Akira Yoshimura (吉村 昭Yoshimura Akira) est un auteur japonais, né en 1927 à Tokyo. Ses romans s’inspirent de légendes japonaises (Naufrages) ou bien encore de faits divers souvent liés à la seconde guerre mondiale  (La guerre des jours lointains). Son style d’écriture souvent assez sombre est d’une remarquable précision, presque chirurgicale. Il est décédé le 31 juillet 2006. A reçu de très nombreux prix littéraires. Le roman Liberté conditionnelle a servi de base au film L’anguille de Imamura.

Avis :

Premier livre de Akira Yoshimura que je lit et là … une grande découverte. Deux nouvelles, la première est la plus troublante, fascinante. J’ai eu du mal à lâcher le premier des ces deux récits, je me suis senti comme en apnée, ne prenant ma respiration qu’aux derniers mouvements de Mieko.    L’histoire de Mieko Mizuse d’une jeune fille de 16 ans qui vient de rendre son dernier souffle. Ses sens sont accrus « Son ouïe est pure et pénétrante ». Le ton est léger au dessus des actes de dissections, tel l’âme de Mieko, mais la plume est aussi acéré que les scalpels utilisés.
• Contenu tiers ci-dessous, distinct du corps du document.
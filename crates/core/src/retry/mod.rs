//! Retry policy: maps a stage failure to retry, fallback or give up.

mod config;
mod policy;

pub use config::RetryConfig;
pub use policy::{AttemptState, RetryDecision, RetryPolicy};
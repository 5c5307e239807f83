//! Orchestrator API handlers.

use axum::{extract::State, http::StatusCode, Json};
use serde::Serialize;
use std::sync::Arc;
use mediarelay_core::OrchestratorStatus;

use crate::state::AppState;

/// Error response
#[derive(Debug, Serialize)]
pub struct OrchestratorErrorResponse {
    pub error: String,
}

/// Get orchestrator status
pub async fn get_status(
    State(state): State<Arc<AppState>>,
) -> Result<Json<OrchestratorStatus>, (StatusCode, Json<OrchestratorErrorResponse>)> {
    state.orchestrator().summary().await.map(Json).map_err(|e| {
        (
            StatusCode::INTERNAL_SERVER_ERROR,
            Json(OrchestratorErrorResponse {
                error: e.to_string(),
            }),
        )
    })
}
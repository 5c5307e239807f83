//! Prometheus metrics for observability.
//!
//! This module provides metrics for monitoring the mediarelay server:
//! - HTTP request metrics (latency, counts)
//! - Jobs by stage and status (collected dynamically)
//! - Orchestrator and worker status (collected dynamically)

use once_cell::sync::Lazy;
use prometheus::{
    self, Encoder, HistogramOpts, HistogramVec, IntCounter, IntCounterVec, IntGauge, IntGaugeVec,
    Opts, Registry, TextEncoder,
};

/// Global metrics registry.
pub static REGISTRY: Lazy<Registry> = Lazy::new(|| {
    let registry = Registry::new();
    register_metrics(&registry);
    registry
});

// =============================================================================
// HTTP Request Metrics
// =============================================================================

/// HTTP request duration in seconds.
pub static HTTP_REQUEST_DURATION: Lazy<HistogramVec> = Lazy::new(|| {
    HistogramVec::new(
        HistogramOpts::new(
            "mediarelay_http_request_duration_seconds",
            "HTTP request duration in seconds",
        )
        .buckets(vec![
            0.001, 0.005, 0.01, 0.025, 0.05, 0.1, 0.25, 0.5, 1.0, 2.5, 5.0, 10.0,
        ]),
        &["method", "path", "status"],
    )
    .unwrap()
});

/// HTTP requests total count.
pub static HTTP_REQUESTS_TOTAL: Lazy<IntCounterVec> = Lazy::new(|| {
    IntCounterVec::new(
        Opts::new("mediarelay_http_requests_total", "Total HTTP requests"),
        &["method", "path", "status"],
    )
    .unwrap()
});

/// HTTP requests currently in flight.
pub static HTTP_REQUESTS_IN_FLIGHT: Lazy<IntGauge> = Lazy::new(|| {
    IntGauge::new(
        "mediarelay_http_requests_in_flight",
        "Number of HTTP requests currently being processed",
    )
    .unwrap()
});

// =============================================================================
// Job Metrics
// =============================================================================

/// Jobs by current status (collected dynamically).
pub static JOBS_BY_STATUS: Lazy<IntGaugeVec> = Lazy::new(|| {
    IntGaugeVec::new(
        Opts::new("mediarelay_jobs_by_status", "Current job count by status"),
        &["status"],
    )
    .unwrap()
});

/// Jobs submitted through the API.
pub static JOBS_SUBMITTED_TOTAL: Lazy<IntCounter> = Lazy::new(|| {
    IntCounter::new(
        "mediarelay_jobs_submitted_total",
        "Total jobs submitted since startup",
    )
    .unwrap()
});

/// In-flight stage executions by stage (collected dynamically).
pub static STAGES_IN_FLIGHT: Lazy<IntGaugeVec> = Lazy::new(|| {
    IntGaugeVec::new(
        Opts::new(
            "mediarelay_stages_in_flight",
            "Stage executions currently in flight",
        ),
        &["stage"],
    )
    .unwrap()
});

// =============================================================================
// Orchestrator Metrics (collected dynamically)
// =============================================================================

/// Orchestrator running state (1 = running, 0 = stopped).
pub static ORCHESTRATOR_RUNNING: Lazy<IntGauge> = Lazy::new(|| {
    IntGauge::new(
        "mediarelay_orchestrator_running",
        "Whether the orchestrator is running (1) or stopped (0)",
    )
    .unwrap()
});

/// Registered encoding workers.
pub static WORKERS_REGISTERED: Lazy<IntGauge> = Lazy::new(|| {
    IntGauge::new(
        "mediarelay_workers_registered",
        "Number of registered encoding workers",
    )
    .unwrap()
});

/// Encoding workers currently online.
pub static WORKERS_ONLINE: Lazy<IntGauge> = Lazy::new(|| {
    IntGauge::new(
        "mediarelay_workers_online",
        "Number of encoding workers currently online",
    )
    .unwrap()
});

// =============================================================================
// Registration
// =============================================================================

fn register_metrics(registry: &Registry) {
    // HTTP
    registry
        .register(Box::new(HTTP_REQUEST_DURATION.clone()))
        .unwrap();
    registry
        .register(Box::new(HTTP_REQUESTS_TOTAL.clone()))
        .unwrap();
    registry
        .register(Box::new(HTTP_REQUESTS_IN_FLIGHT.clone()))
        .unwrap();

    // Jobs
    registry.register(Box::new(JOBS_BY_STATUS.clone())).unwrap();
    registry
        .register(Box::new(JOBS_SUBMITTED_TOTAL.clone()))
        .unwrap();
    registry
        .register(Box::new(STAGES_IN_FLIGHT.clone()))
        .unwrap();

    // Orchestrator
    registry
        .register(Box::new(ORCHESTRATOR_RUNNING.clone()))
        .unwrap();
    registry
        .register(Box::new(WORKERS_REGISTERED.clone()))
        .unwrap();
    registry.register(Box::new(WORKERS_ONLINE.clone())).unwrap();

    // Core metrics (stages, retries, workers)
    for metric in mediarelay_core::metrics::all_metrics() {
        registry.register(metric).unwrap();
    }
}

/// Encode all metrics as Prometheus text format.
pub fn encode_metrics() -> String {
    let encoder = TextEncoder::new();
    let metric_families = REGISTRY.gather();
    let mut buffer = Vec::new();
    encoder.encode(&metric_families, &mut buffer).unwrap();
    String::from_utf8(buffer).unwrap()
}

/// Collect dynamic metrics from current application state.
///
/// Called before encoding so gauges reflect the orchestrator's summary.
pub async fn collect_dynamic_metrics(state: &crate::state::AppState) {
    let status = match state.orchestrator().summary().await {
        Ok(status) => status,
        Err(e) => {
            tracing::warn!("Failed to collect orchestrator metrics: {}", e);
            return;
        }
    };

    ORCHESTRATOR_RUNNING.set(if status.running { 1 } else { 0 });
    WORKERS_REGISTERED.set(status.workers_total as i64);
    WORKERS_ONLINE.set(status.workers_online as i64);

    for (label, count) in [
        ("pending", status.pending_count),
        ("running", status.running_count),
        ("awaiting_retry", status.awaiting_retry_count),
        ("done", status.done_count),
        ("failed", status.failed_count),
    ] {
        JOBS_BY_STATUS.with_label_values(&[label]).set(count as i64);
    }

    STAGES_IN_FLIGHT.reset();
    for (stage, count) in &status.in_flight_by_stage {
        STAGES_IN_FLIGHT
            .with_label_values(&[stage.as_str()])
            .set(*count as i64);
    }
}

/// Normalize a path for metric labels (replace IDs with placeholders).
pub fn normalize_path(path: &str) -> String {
    let uuid_regex = regex_lite::Regex::new(
        r"[0-9a-fA-F]{8}-[0-9a-fA-F]{4}-[0-9a-fA-F]{4}-[0-9a-fA-F]{4}-[0-9a-fA-F]{12}",
    )
    .unwrap();
    let numeric_regex = regex_lite::Regex::new(r"/\d+(/|$)").unwrap();

    let result = uuid_regex.replace_all(path, "{id}");
    let result = numeric_regex.replace_all(&result, "/{id}$1");
    result.to_string()
}

#[cfg(test)]
mod tests {
    use super::*;

    #[test]
    fn test_normalize_path_uuid() {
        let path = "/api/v1/jobs/550e8400-e29b-41d4-a716-446655440000";
        assert_eq!(normalize_path(path), "/api/v1/jobs/{id}");
    }

    #[test]
    fn test_normalize_path_uuid_with_suffix() {
        let path = "/api/v1/jobs/550e8400-e29b-41d4-a716-446655440000/events";
        assert_eq!(normalize_path(path), "/api/v1/jobs/{id}/events");
    }

    #[test]
    fn test_normalize_path_numeric() {
        let path = "/api/v1/jobs/12345";
        assert_eq!(normalize_path(path), "/api/v1/jobs/{id}");
    }

    #[test]
    fn test_normalize_path_no_ids() {
        let path = "/api/v1/health";
        assert_eq!(normalize_path(path), "/api/v1/health");
    }

    #[test]
    fn test_encode_metrics_returns_prometheus_format() {
        HTTP_REQUESTS_TOTAL
            .with_label_values(&["GET", "/test", "200"])
            .inc();

        let output = encode_metrics();
        assert!(output.contains("mediarelay_http_requests_total"));
        assert!(output.contains("# HELP"));
        assert!(output.contains("# TYPE"));
    }

    #[test]
    fn test_registry_contains_all_metrics() {
        // Prometheus only outputs metrics that have been accessed
        HTTP_REQUEST_DURATION
            .with_label_values(&["GET", "/test", "200"])
            .observe(0.1);
        HTTP_REQUESTS_IN_FLIGHT.set(0);
        JOBS_BY_STATUS.with_label_values(&["pending"]).set(0);
        JOBS_SUBMITTED_TOTAL.inc();
        ORCHESTRATOR_RUNNING.set(0);
        WORKERS_ONLINE.set(0);
        mediarelay_core::metrics::FALLBACKS_APPLIED.inc();

        let output = encode_metrics();

        assert!(output.contains("mediarelay_http_request_duration_seconds"));
        assert!(output.contains("mediarelay_http_requests_in_flight"));
        assert!(output.contains("mediarelay_jobs_by_status"));
        assert!(output.contains("mediarelay_jobs_submitted_total"));
        assert!(output.contains("mediarelay_orchestrator_running"));
        assert!(output.contains("mediarelay_workers_online"));
        assert!(output.contains("mediarelay_fallbacks_applied_total"));
    }
}
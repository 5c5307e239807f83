pub mod handlers;
pub mod jobs;
pub mod middleware;
pub mod orchestrator;
pub mod routes;
pub mod workers;

pub use routes::create_router;
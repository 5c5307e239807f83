//! SQLite-backed job store.

use std::path::Path;
use std::sync::{Mutex, MutexGuard};
use std::time::Duration;

use chrono::{DateTime, SecondsFormat, Utc};
use rusqlite::{params, Connection, OptionalExtension};

use super::{Job, JobError, JobFilter, JobStore};

/// SQLite-backed job store.
///
/// Scalar columns used for filtering and ordering are kept next to the full
/// JSON document so that schema changes to `Job` don't need migrations.
pub struct SqliteJobStore {
    conn: Mutex<Connection>,
}

impl SqliteJobStore {
    /// Open (or create) the database file and its tables.
    pub fn new(path: &Path) -> Result<Self, JobError> {
        let conn = Connection::open(path)?;
        conn.busy_timeout(Duration::from_secs(5))?;
        Self::initialize_schema(&conn)?;
        Ok(Self {
            conn: Mutex::new(conn),
        })
    }

    /// In-memory store for tests.
    pub fn in_memory() -> Result<Self, JobError> {
        let conn = Connection::open_in_memory()?;
        Self::initialize_schema(&conn)?;
        Ok(Self {
            conn: Mutex::new(conn),
        })
    }

    fn initialize_schema(conn: &Connection) -> Result<(), JobError> {
        conn.execute_batch(
            r#"
            CREATE TABLE IF NOT EXISTS jobs (
                id TEXT PRIMARY KEY,
                stage TEXT NOT NULL,
                status TEXT NOT NULL,
                priority INTEGER NOT NULL DEFAULT 0,
                next_attempt_at TEXT,
                created_at TEXT NOT NULL,
                updated_at TEXT NOT NULL,
                data TEXT NOT NULL
            );

            CREATE INDEX IF NOT EXISTS idx_jobs_status ON jobs(status);
            CREATE INDEX IF NOT EXISTS idx_jobs_stage ON jobs(stage);
            CREATE INDEX IF NOT EXISTS idx_jobs_due ON jobs(status, priority DESC, created_at);
            "#,
        )?;
        Ok(())
    }

    fn conn(&self) -> Result<MutexGuard<'_, Connection>, JobError> {
        self.conn
            .lock()
            .map_err(|_| JobError::Database("connection mutex poisoned".to_string()))
    }

    fn build_where_clause(filter: &JobFilter) -> (String, Vec<Box<dyn rusqlite::ToSql>>) {
        let mut conditions = Vec::new();
        let mut params: Vec<Box<dyn rusqlite::ToSql>> = Vec::new();

        if let Some(stage) = filter.stage {
            conditions.push("stage = ?");
            params.push(Box::new(stage.as_str().to_string()));
        }

        if let Some(status) = filter.status {
            conditions.push("status = ?");
            params.push(Box::new(status.as_str().to_string()));
        }

        let where_clause = if conditions.is_empty() {
            String::new()
        } else {
            format!("WHERE {}", conditions.join(" AND "))
        };

        (where_clause, params)
    }

    fn row_to_job(row: &rusqlite::Row) -> rusqlite::Result<Job> {
        let data: String = row.get(0)?;
        serde_json::from_str(&data).map_err(|e| {
            rusqlite::Error::FromSqlConversionFailure(0, rusqlite::types::Type::Text, Box::new(e))
        })
    }

    fn serialize(job: &Job) -> Result<String, JobError> {
        serde_json::to_string(job).map_err(|e| JobError::Database(e.to_string()))
    }
}

/// Fixed-width timestamps so string comparison matches time order.
fn timestamp(t: &DateTime<Utc>) -> String {
    t.to_rfc3339_opts(SecondsFormat::Micros, true)
}

impl JobStore for SqliteJobStore {
    fn create(&self, job: &Job) -> Result<(), JobError> {
        let conn = self.conn()?;
        let data = Self::serialize(job)?;

        let result = conn.execute(
            "INSERT INTO jobs (id, stage, status, priority, next_attempt_at, created_at, updated_at, data) VALUES (?, ?, ?, ?, ?, ?, ?, ?)",
            params![
                job.id,
                job.stage.as_str(),
                job.status.as_str(),
                job.options.priority,
                job.next_attempt_at.as_ref().map(timestamp),
                timestamp(&job.created_at),
                timestamp(&job.updated_at),
                data,
            ],
        );

        match result {
            Ok(_) => Ok(()),
            Err(rusqlite::Error::SqliteFailure(err, _))
                if err.code == rusqlite::ErrorCode::ConstraintViolation =>
            {
                Err(JobError::AlreadyExists(job.id.clone()))
            }
            Err(e) => Err(e.into()),
        }
    }

    fn get(&self, id: &str) -> Result<Option<Job>, JobError> {
        let conn = self.conn()?;
        let job = conn
            .query_row(
                "SELECT data FROM jobs WHERE id = ?",
                params![id],
                Self::row_to_job,
            )
            .optional()?;
        Ok(job)
    }

    fn list(&self, filter: &JobFilter) -> Result<Vec<Job>, JobError> {
        let conn = self.conn()?;
        let (where_clause, mut params) = Self::build_where_clause(filter);

        let sql = format!(
            "SELECT data FROM jobs {} ORDER BY created_at DESC LIMIT ? OFFSET ?",
            where_clause
        );
        params.push(Box::new(filter.limit));
        params.push(Box::new(filter.offset));

        let param_refs: Vec<&dyn rusqlite::ToSql> = params.iter().map(|p| p.as_ref()).collect();
        let mut stmt = conn.prepare(&sql)?;
        let jobs = stmt
            .query_map(param_refs.as_slice(), Self::row_to_job)?
            .collect::<Result<Vec<_>, _>>()?;
        Ok(jobs)
    }

    fn count(&self, filter: &JobFilter) -> Result<i64, JobError> {
        let conn = self.conn()?;
        let (where_clause, params) = Self::build_where_clause(filter);

        let sql = format!("SELECT COUNT(*) FROM jobs {}", where_clause);
        let param_refs: Vec<&dyn rusqlite::ToSql> = params.iter().map(|p| p.as_ref()).collect();
        let count = conn.query_row(&sql, param_refs.as_slice(), |row| row.get(0))?;
        Ok(count)
    }

    fn save(&self, job: &Job) -> Result<(), JobError> {
        let conn = self.conn()?;
        let data = Self::serialize(job)?;

        let updated = conn.execute(
            "UPDATE jobs SET stage = ?, status = ?, priority = ?, next_attempt_at = ?, updated_at = ?, data = ? WHERE id = ?",
            params![
                job.stage.as_str(),
                job.status.as_str(),
                job.options.priority,
                job.next_attempt_at.as_ref().map(timestamp),
                timestamp(&job.updated_at),
                data,
                job.id,
            ],
        )?;

        if updated == 0 {
            return Err(JobError::NotFound(job.id.clone()));
        }
        Ok(())
    }

    fn list_due(
        &self,
        now: DateTime<Utc>,
        after: Option<&Job>,
        limit: i64,
    ) -> Result<Vec<Job>, JobError> {
        let conn = self.conn()?;
        let mut stmt = conn.prepare(
            r#"
            SELECT data FROM jobs
            WHERE stage NOT IN ('done', 'failed')
              AND (status = 'pending'
                   OR (status = 'awaiting_retry'
                       AND (next_attempt_at IS NULL OR next_attempt_at <= ?1)))
              AND (?2 IS NULL
                   OR priority < ?2
                   OR (priority = ?2
                       AND (created_at > ?3 OR (created_at = ?3 AND id > ?4))))
            ORDER BY priority DESC, created_at ASC, id ASC
            LIMIT ?5
            "#,
        )?;
        let jobs = stmt
            .query_map(
                params![
                    timestamp(&now),
                    after.map(|job| job.options.priority),
                    after.map(|job| timestamp(&job.created_at)),
                    after.map(|job| job.id.as_str()),
                    limit,
                ],
                Self::row_to_job,
            )?
            .collect::<Result<Vec<_>, _>>()?;
        Ok(jobs)
    }

    fn delete(&self, id: &str) -> Result<Job, JobError> {
        let job = self.get(id)?.ok_or_else(|| JobError::NotFound(id.to_string()))?;
        let conn = self.conn()?;
        conn.execute("DELETE FROM jobs WHERE id = ?", params![id])?;
        Ok(job)
    }
}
La mère de Mieko a vendu le corps de la jeune fille à un hôpital universitaire. La vie est rythmée des dissections, éviscérations, entourés d’un professeur en admiration devant un squelette. des employés qui ne peuvent se défaire de l’odeur des cadavres et que leur femme quittent. Le manque d’humanité de la mère est étonnant : n’appellera le médecin qu’à la dernière extrémité,  fait travailler sa fille comme strip-teaseuse (Un métier qui rapporte plus)…

On se prend au jeu, et une dose d’empathie envahit, la douleur qui devrait s’en suivre n’existe pas, elle est non ressentie, sauf par le lecteur. Sa plus grande douleur : le rejet et le déni de ses proches.

Quels qualificatifs : Remarquable, Addictif , Envoutant,  pour cette nouvelle. Je ressors troublé de ce premier roman de Yoshimura, Cette lecture m’a donné envie de découvrir d’autres romans de cet auteur. J’attaque le prochain que l’on m’a recommandé : « Le convoi de l’eau », afin d’approfondir cette première rencontre avec Yoshimura.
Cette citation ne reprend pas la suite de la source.